Commons : Billie Dove  - Collection of Images

Individual evidence

  1. Billie Dove | Close-ups and long-shots. Accessed March 9, 2018 .
  2. Billie Dove - Hollywood Star Walk - Los Angeles Times. Accessed March 9, 2018 .
  3. Billie Dove | Biography, Movie Highlights and Photos | AllMovie. Retrieved March 9, 2018 .
  4. Billie Dove - Hollywood Star Walk - Los Angeles Times. Accessed March 9, 2018 .
  5. Billie Dove | Biography, Movie Highlights and Photos | AllMovie. Retrieved March 9, 2018 .
  6. Billie Dove - Hollywood Star Walk - Los Angeles Times. Accessed March 9, 2018 .
  7. Billie Dove | Biography, Movie Highlights and Photos | AllMovie. Retrieved March 9, 2018 .
  8. BILLIE DOVE DIES AT 97 . In: Washington Post . January 4, 1998, ISSN  0190-8286 ( washingtonpost.com [accessed March 9, 2018]).

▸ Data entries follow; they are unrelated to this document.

#[cfg(test)]
mod tests {
    use super::*;
    use clap::Parser;

    fn parse(argv: &[&str]) -> Args {
        Args::try_parse_from(argv).unwrap()
    }

    #[test]
    fn test_init_config_writes_once() {
        let dir = tempfile::tempdir().unwrap();

        assert_eq!(handle_init_config(dir.path()).unwrap(), 0);
        let written = std::fs::read_to_string(dir.path().join(CONFIG_FILE)).unwrap();
        assert_eq!(written, Config::default_toml());

        // An existing file is left untouched.
        std::fs::write(dir.path().join(CONFIG_FILE), "# edited\n").unwrap();
        assert_eq!(handle_init_config(dir.path()).unwrap(), 1);
        let kept = std::fs::read_to_string(dir.path().join(CONFIG_FILE)).unwrap();
        assert_eq!(kept, "# edited\n");
    }

    #[test]
    fn test_init_config_parses_and_uses_default_config() {
        let dir = tempfile::tempdir().unwrap();
        let args = parse(&["fraudboard", "init-config"]);
        assert!(matches!(args.command, Command::InitConfig));
        assert!(args.validate().is_ok());
        assert_eq!(load_config(&args, dir.path()).unwrap(), Config::default());
    }

    #[test]
    fn test_load_config_sources() {
        let dir = tempfile::tempdir().unwrap();
        let args = parse(&["fraudboard", "stats"]);
        assert_eq!(load_config(&args, dir.path()).unwrap(), Config::default());

        std::fs::write(
            dir.path().join(CONFIG_FILE),
            "[triage]\nadmin_pool = [7, 8]\n",
        )
        .unwrap();
        let config = load_config(&args, dir.path()).unwrap();
        assert_eq!(config.triage.admin_pool, vec![7, 8]);

        std::fs::write(dir.path().join(CONFIG_FILE), "not = [valid").unwrap();
        assert_eq!(load_config(&args, dir.path()).unwrap(), Config::default());

        let missing = dir.path().join("missing.toml");
        let args = parse(&["fraudboard", "-c", missing.to_str().unwrap(), "stats"]);
        assert!(load_config(&args, dir.path()).is_err());
    }
}
//! Configuration file handling.
//!
//! This module handles loading and merging configuration from
//! `.fraudboard.toml` files.

use crate::cli::OutputFormat;
use anyhow::{Context, Result};
use chrono::FixedOffset;
use serde::{Deserialize, Serialize};
use std::path::Path;

/// Name of the configuration file looked up in the working directory.
pub const CONFIG_FILE: &str = ".fraudboard.toml";

/// Root configuration structure.
#[derive(Debug, Clone, Default, PartialEq, Serialize, Deserialize)]
pub struct Config {
    /// Reports API settings.
    #[serde(default)]
    pub api: ApiConfig,

    /// Dashboard settings.
    #[serde(default)]
    pub dashboard: DashboardConfig,

    /// Triage settings.
    #[serde(default)]
    pub triage: TriageConfig,
}

/// Reports API settings.
#[derive(Debug, Clone, PartialEq, Serialize, Deserialize)]
pub struct ApiConfig {
    /// Base URL of the oFraud backend.
    #[serde(default = "default_base_url")]
    pub base_url: String,

    /// Request timeout in seconds.
    #[serde(default = "default_timeout")]
    pub timeout_seconds: u64,

    /// Bearer token. Prefer the FRAUDBOARD_TOKEN env var over storing it here.
    #[serde(default, skip_serializing_if = "Option::is_none")]
    pub token: Option<String>,
}

impl Default for ApiConfig {
    fn default() -> Self {
        Self {
            base_url: default_base_url(),
            timeout_seconds: default_timeout(),
            token: None,
        }
    }
}

fn default_base_url() -> String {
    "http://localhost:3000".to_string()
}

fn default_timeout() -> u64 {
    30
}

/// Dashboard settings.
#[derive(Debug, Clone, PartialEq, Serialize, Deserialize)]
pub struct DashboardConfig {
    /// Offset from UTC, in hours, used to decide calendar months.
    #[serde(default = "default_utc_offset")]
    pub utc_offset_hours: i32,

    /// Output format when --format is not given.
    #[serde(default)]
    pub default_format: OutputFormat,
}

impl Default for DashboardConfig {
    fn default() -> Self {
        Self {
            utc_offset_hours: default_utc_offset(),
            default_format: OutputFormat::default(),
        }
    }
}

fn default_utc_offset() -> i32 {
    -6 // America/Mexico_City, no DST since 2022
}

impl DashboardConfig {
    /// The configured zone, or `None` when the offset is out of range.
    pub fn timezone(&self) -> Option<FixedOffset> {
        FixedOffset::east_opt(self.utc_offset_hours.checked_mul(3600)?)
    }
}

/// Triage settings.
#[derive(Debug, Clone, PartialEq, Serialize, Deserialize)]
pub struct TriageConfig {
    /// Administrators that accepted reports are assigned to.
    #[serde(default = "default_admin_pool")]
    pub admin_pool: Vec<i64>,
}

impl Default for TriageConfig {
    fn default() -> Self {
        Self {
            admin_pool: default_admin_pool(),
        }
    }
}

fn default_admin_pool() -> Vec<i64> {
    vec![1, 2, 3]
}

impl Config {
    /// Load configuration from a file path.
    pub fn load(path: &Path) -> Result<Self> {
        let content = std::fs::read_to_string(path)
            .with_context(|| format!("Failed to read config file: {}", path.display()))?;

        let config: Config = toml::from_str(&content)
            .with_context(|| format!("Failed to parse config file: {}", path.display()))?;

        config.validate()?;
        Ok(config)
    }

    /// Try to load `.fraudboard.toml` from a directory.
    pub fn load_from_dir(dir: &Path) -> Result<Option<Self>> {
        let config_path = dir.join(CONFIG_FILE);

        if config_path.exists() {
            Ok(Some(Self::load(&config_path)?))
        } else {
            Ok(None)
        }
    }

    /// Reject settings that would only fail later.
    pub fn validate(&self) -> Result<()> {
        if self.dashboard.timezone().is_none() {
            anyhow::bail!(
                "dashboard.utc_offset_hours out of range: {}",
                self.dashboard.utc_offset_hours
            );
        }
        if self.api.timeout_seconds == 0 {
            anyhow::bail!("api.timeout_seconds must be at least 1");
        }
        if self.triage.admin_pool.is_empty() {
            anyhow::bail!("triage.admin_pool must list at least one admin id");
        }
        Ok(())
    }

    /// Merge this configuration with CLI arguments.
    ///
    /// CLI arguments take precedence over config file settings.
    /// This method only overrides config when CLI provides explicit values.
    pub fn merge_with_args(&mut self, args: &crate::cli::Args) {
        if let Some(ref url) = args.api_url {
            self.api.base_url = url.clone();
        }
        if let Some(ref token) = args.token {
            self.api.token = Some(token.clone());
        }
        if let Some(timeout) = args.timeout {
            self.api.timeout_seconds = timeout;
        }
        if let Some(offset) = args.utc_offset {
            self.dashboard.utc_offset_hours = offset;
        }
    }

    /// Generate a default configuration file content.
    pub fn default_toml() -> String {
        let config = Config::default();
        toml::to_string_pretty(&config).unwrap_or_else(|_| String::new())
    }
}
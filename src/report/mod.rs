//! Output rendering.

pub mod generator;

pub use generator::{
    generate_json, generate_markdown_catalog, generate_markdown_comments,
    generate_markdown_dashboard, generate_markdown_help_requests, generate_markdown_report,
};
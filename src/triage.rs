//! Triage actions: accepting or rejecting a report, editing comments,
//! and answering help requests.

use crate::models::{
    CreateCommentRequest, HelpRequest, HelpStatus, Report, ReportComment, RespondHelpRequest,
    Status, UpdateReportRequest,
};
use crate::source::ReportsClient;
use anyhow::{bail, Context, Result};
use tracing::{debug, info};

/// Outcome an administrator assigns to a pending report.
#[derive(Debug, Clone, Copy, PartialEq, Eq)]
pub enum Decision {
    Accept,
    Reject,
}

impl Decision {
    pub fn status(self) -> Status {
        match self {
            Decision::Accept => Status::Accepted,
            Decision::Reject => Status::Rejected,
        }
    }
}

/// Choose the administrator who takes over an accepted report.
///
/// The choice is spread over the pool by report id, so retries of the same
/// report land on the same admin.
pub fn pick_admin(pool: &[i64], report_id: i64) -> Option<i64> {
    if pool.is_empty() {
        return None;
    }
    let slot = report_id.rem_euclid(pool.len() as i64) as usize;
    pool.get(slot).copied()
}

/// Build the update sent for a decision.
pub fn decision_update(decision: Decision, report_id: i64, admin_pool: &[i64]) -> UpdateReportRequest {
    let assigned_admin_id = match decision {
        Decision::Accept => pick_admin(admin_pool, report_id),
        Decision::Reject => None,
    };

    UpdateReportRequest {
        status_id: Some(decision.status().id()),
        assigned_admin_id,
        ..Default::default()
    }
}

/// Build a comment body, or `None` when the text is blank.
pub fn comment_request(comment: Option<&str>, is_internal: bool) -> Option<CreateCommentRequest> {
    let comment = comment?.trim();
    if comment.is_empty() {
        return None;
    }
    Some(CreateCommentRequest {
        comment: comment.to_string(),
        is_internal,
    })
}

/// Apply a decision to a report, then attach the optional comment.
pub async fn resolve(
    client: &ReportsClient,
    report_id: i64,
    decision: Decision,
    comment: Option<&str>,
    is_internal: bool,
    admin_pool: &[i64],
) -> Result<Report> {
    let update = decision_update(decision, report_id, admin_pool);
    debug!("Resolving report {} with {:?}", report_id, update);

    let report = client
        .update(report_id, &update)
        .await
        .with_context(|| format!("Failed to update report {}", report_id))?;
    info!("Report {} marked as {}", report_id, decision.status());

    if let Some(body) = comment_request(comment, is_internal) {
        client
            .add_comment(report_id, &body)
            .await
            .with_context(|| format!("Report {} updated but the comment was not saved", report_id))?;
        info!("Comment added to report {}", report_id);
    }

    Ok(report)
}

/// Replace the text of a comment. Blank text is refused.
pub async fn edit_comment(
    client: &ReportsClient,
    comment_id: i64,
    comment: &str,
    is_internal: bool,
) -> Result<ReportComment> {
    let Some(body) = comment_request(Some(comment), is_internal) else {
        bail!("Comment text cannot be empty");
    };

    let updated = client
        .update_comment(comment_id, &body)
        .await
        .with_context(|| format!("Failed to update comment {}", comment_id))?;
    info!("Comment {} updated", comment_id);
    Ok(updated)
}

/// Build a help response body, or `None` when the text is blank.
pub fn respond_request(response: &str, status: HelpStatus) -> Option<RespondHelpRequest> {
    let response = response.trim();
    if response.is_empty() {
        return None;
    }
    Some(RespondHelpRequest {
        admin_response: response.to_string(),
        status,
    })
}

/// Take ownership of a pending, unassigned help request.
pub async fn claim_help_request(client: &ReportsClient, id: i64) -> Result<HelpRequest> {
    let current = client
        .help_request(id)
        .await
        .with_context(|| format!("Failed to fetch help request {}", id))?;
    if !current.can_assign() {
        bail!(
            "Help request {} cannot be assigned (status: {}, admin: {})",
            id,
            current.status_label(),
            current
                .assigned_admin()
                .map(|admin| admin.to_string())
                .unwrap_or_else(|| "none".to_string())
        );
    }

    let claimed = client
        .assign_help_request(id)
        .await
        .with_context(|| format!("Failed to assign help request {}", id))?;
    info!("Help request {} assigned", id);
    Ok(claimed)
}

/// Answer an open help request and move it to `status`.
pub async fn answer_help_request(
    client: &ReportsClient,
    id: i64,
    response: &str,
    status: HelpStatus,
) -> Result<HelpRequest> {
    let Some(body) = respond_request(response, status) else {
        bail!("Response text cannot be empty");
    };

    let current = client
        .help_request(id)
        .await
        .with_context(|| format!("Failed to fetch help request {}", id))?;
    if !current.can_respond() {
        bail!(
            "Help request {} is {} and no longer accepts responses",
            id,
            current.status_label()
        );
    }

    let answered = client
        .respond_help_request(id, &body)
        .await
        .with_context(|| format!("Failed to respond to help request {}", id))?;
    info!("Help request {} answered ({})", id, status);
    Ok(answered)
}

  9. Miss Billie Dove. Retrieved March 9, 2018 .
  10. BILLIE DOVE DIES AT 97 . In: Washington Post . January 4, 1998, ISSN  0190-8286 ( washingtonpost.com [accessed March 9, 2018]).
  11. Excerpt from YouTube :: Night of 100 Stars features Silent Screen Actresses. October 5, 2008, accessed March 9, 2018 .
  12. BILLIE DOVE DIES AT 97 . In: Washington Post . January 4, 1998, ISSN  0190-8286 ( washingtonpost.com [accessed March 9, 2018]).
  13. Billie Holiday. Retrieved March 9, 2018 (American English).